The netflow plugin reads MMDB files only. CAIDA publishes compressed text data, so use Netdata’s topology-ip-intel-downloader to fetch the latest Routeviews Prefix-to-AS file, convert it to topology-ip-asn.mmdb, and place it in the standard auto-detected cache directory. The plugin reloads the generated MMDB automatically when the file changes.

This integration is only supported on the following platforms:

Linux

This integration runs as a single instance per Netdata Agent.

Default Behavior

Auto-Detection

Not used by the default install. After the downloader writes topology-ip-asn.mmdb into the standard cache path, the plugin auto-detects the generated file.

Limits

ASN number only. No AS organization name, country, state, city, or coordinates are available from this source.

Performance Impact

Lookups are local MMDB reads after conversion. Memory use is mostly the mapped database file and the kernel page cache needed to keep active pages hot.

Setup

Prerequisites

Downloader with CAIDA Prefix-to-AS support

Run the bundled downloader when available. Packaged 32-bit installs do not include this binary:

sudo /usr/sbin/topology-ip-intel-downloader \
  --asn caida:prefix2as \
  --geo dbip:city-lite

caida:prefix2as is valid only for --asn. The example keeps DB-IP city-lite for geo fields; substitute any supported --geo provider if country-only enrichment is sufficient.

CAIDA acceptable use terms

CAIDA documents acceptable-use and attribution requirements on the dataset page. Review the terms before redistributing generated datasets or derived reports.

Configuration

Options

Once the downloader has produced a CAIDA-derived ASN MMDB in the cache directory, the plugin auto-detects it. To pin paths explicitly, set enrichment.geoip.asn_database and keep geo_database pointed at your chosen geographic provider.

Option	Description	Default	Required
enrichment.geoip.asn_database	Path to the CAIDA-derived ASN MMDB. Empty = auto-detect from the cache directory.	[]	no
enrichment.geoip.geo_database	Optional geographic MMDB paths supplied by another provider.	[]	no
enrichment.geoip.optional	When true, missing or unreadable MMDBs are warnings, not fatal at startup.	false (true when auto-detected)	no

via File

The configuration file name for this integration is netflow.yaml.

You can edit the configuration file using the edit-config script from the Netdata config directory.
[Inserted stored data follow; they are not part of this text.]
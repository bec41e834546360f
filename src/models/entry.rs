use std::fmt;
use std::str::FromStr;

use chrono::{DateTime, Utc};
use rusqlite::types::{FromSql, FromSqlError, FromSqlResult, ToSql, ToSqlOutput, ValueRef};
use serde::{Deserialize, Serialize};

/// Visibility of a stored feed row. `Hidden` is a tombstone awaiting compaction.
#[derive(Debug, Clone, Copy, PartialEq, Eq, Default, Serialize, Deserialize)]
#[serde(rename_all = "lowercase")]
pub enum FeedStatus {
    #[default]
    Normal,
    Hidden,
}

impl FeedStatus {
    pub fn as_i64(self) -> i64 {
        match self {
            FeedStatus::Normal => 0,
            FeedStatus::Hidden => 1,
        }
    }
}

impl ToSql for FeedStatus {
    fn to_sql(&self) -> rusqlite::Result<ToSqlOutput<'_>> {
        Ok(ToSqlOutput::from(self.as_i64()))
    }
}

impl FromSql for FeedStatus {
    fn column_result(value: ValueRef<'_>) -> FromSqlResult<Self> {
        match value.as_i64()? {
            0 => Ok(FeedStatus::Normal),
            1 => Ok(FeedStatus::Hidden),
            other => Err(FromSqlError::OutOfRange(other)),
        }
    }
}

/// Kind of authored item being distributed.
#[derive(Debug, Clone, Copy, PartialEq, Eq, Hash, Serialize, Deserialize)]
#[serde(rename_all = "lowercase")]
pub enum ItemType {
    Post,
    Article,
    Video,
    Link,
}

impl ItemType {
    pub fn as_i64(self) -> i64 {
        match self {
            ItemType::Post => 1,
            ItemType::Article => 2,
            ItemType::Video => 3,
            ItemType::Link => 4,
        }
    }

    pub fn from_i64(value: i64) -> Option<Self> {
        match value {
            1 => Some(ItemType::Post),
            2 => Some(ItemType::Article),
            3 => Some(ItemType::Video),
            4 => Some(ItemType::Link),
            _ => None,
        }
    }
}

impl fmt::Display for ItemType {
    fn fmt(&self, f: &mut fmt::Formatter<'_>) -> fmt::Result {
        let name = match self {
            ItemType::Post => "post",
            ItemType::Article => "article",
            ItemType::Video => "video",
            ItemType::Link => "link",
        };
        f.write_str(name)
    }
}

impl FromStr for ItemType {
    type Err = String;

    fn from_str(s: &str) -> Result<Self, Self::Err> {
        match s.to_ascii_lowercase().as_str() {
            "post" => Ok(ItemType::Post),
            "article" => Ok(ItemType::Article),
            "video" => Ok(ItemType::Video),
            "link" => Ok(ItemType::Link),
            other => Err(format!("unknown item type: {other}")),
        }
    }
}

impl ToSql for ItemType {
    fn to_sql(&self) -> rusqlite::Result<ToSqlOutput<'_>> {
        Ok(ToSqlOutput::from(self.as_i64()))
    }
}

impl FromSql for ItemType {
    fn column_result(value: ValueRef<'_>) -> FromSqlResult<Self> {
        let raw = value.as_i64()?;
        ItemType::from_i64(raw).ok_or(FromSqlError::OutOfRange(raw))
    }
}

/// "This item exists in author X's timeline."
#[derive(Debug, Clone, PartialEq, Serialize, Deserialize)]
pub struct PullEntry {
    pub id: i64,
    pub author_id: i64,
    pub item_type: ItemType,
    pub item_id: i64,
    pub content_summary: String,
    pub status: FeedStatus,
    pub created_at: DateTime<Utc>,
    pub updated_at: DateTime<Utc>,
}

/// "This item was fanned out to user X." `feed_id` is the id of the
/// originating [`PullEntry`].
#[derive(Debug, Clone, PartialEq, Serialize, Deserialize)]
pub struct PushEntry {
    pub id: i64,
    pub feed_id: i64,
    pub recipient_id: i64,
    pub author_id: i64,
    pub item_type: ItemType,
    pub item_id: i64,
    pub content_summary: String,
    pub status: FeedStatus,
    pub created_at: DateTime<Utc>,
    pub updated_at: DateTime<Utc>,
}

#[cfg(test)]
mod tests {
    use super::*;

    #[test]
    fn item_type_parses_case_insensitively() {
        assert_eq!("Video".parse::<ItemType>().unwrap(), ItemType::Video);
        assert!("podcast".parse::<ItemType>().is_err());
    }

    #[test]
    fn item_type_storage_codes_are_stable() {
        for ty in [ItemType::Post, ItemType::Article, ItemType::Video, ItemType::Link] {
            assert_eq!(ItemType::from_i64(ty.as_i64()), Some(ty));
        }
        assert_eq!(ItemType::from_i64(0), None);
    }
}
use thiserror::Error;

#[derive(Error, Debug)]
pub enum AppError {
    #[error("Database error: {0}")]
    Database(#[from] tokio_rusqlite::Error),

    #[error("IO error: {0}")]
    Io(#[from] std::io::Error),

    #[error("Config parse error: {0}")]
    TomlDe(#[from] toml::de::Error),

    #[error("Configuration error: {0}")]
    Config(String),

    #[error("Social graph error: {0}")]
    Graph(String),

    #[error("Engagement oracle error: {0}")]
    Engagement(String),

    #[error("Invalid argument: {0}")]
    InvalidArgument(String),

    #[error("Not found: {0}")]
    NotFound(String),

    #[error("Background task failed: {0}")]
    Join(#[from] tokio::task::JoinError),
}

pub type Result<T> = std::result::Result<T, AppError>;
cd /etc/netdata 2>/dev/null || cd /opt/netdata/etc/netdata
sudo ./edit-config netflow.yaml

Examples

After running the downloader with CAIDA ASN and DB-IP geo

Auto-detection picks up both generated cache files.

enrichment:
  geoip:
    asn_database: []
    geo_database: []
    optional: true

Explicit CAIDA ASN path

Pin CAIDA for AS numbers and keep a separate geo source for country/city fields.

enrichment:
  geoip:
    asn_database:
      - /var/cache/netdata/topology-ip-intel/topology-ip-asn.mmdb
    geo_database:
      - /var/cache/netdata/topology-ip-intel/topology-ip-geo.mmdb
    optional: false

Metrics

Enriches flow records with AS numbers; produces no metrics of its own. Verify on the Network Flows view via SRC_AS and DST_AS.

Alerts

There are no alerts configured by default for this integration.

AS names are empty

CAIDA Prefix-to-AS contains AS numbers, not organization names. Layer a provider with AS organization data, such as MaxMind GeoLite2 ASN or DB-IP ASN Lite, after the CAIDA MMDB in asn_database if AS names matter.

Country fields are empty

This source is ASN-only. Configure a --geo provider in the downloader or point enrichment.geoip.geo_database at a separate geo MMDB.

Multi-origin AS simplification

CAIDA can represent multi-origin prefixes. The downloader uses the first listed AS for the generated single-value MMDB record. If you need full MOAS semantics, use BMP or BioRIS routing enrichment instead of an offline ASN lookup database.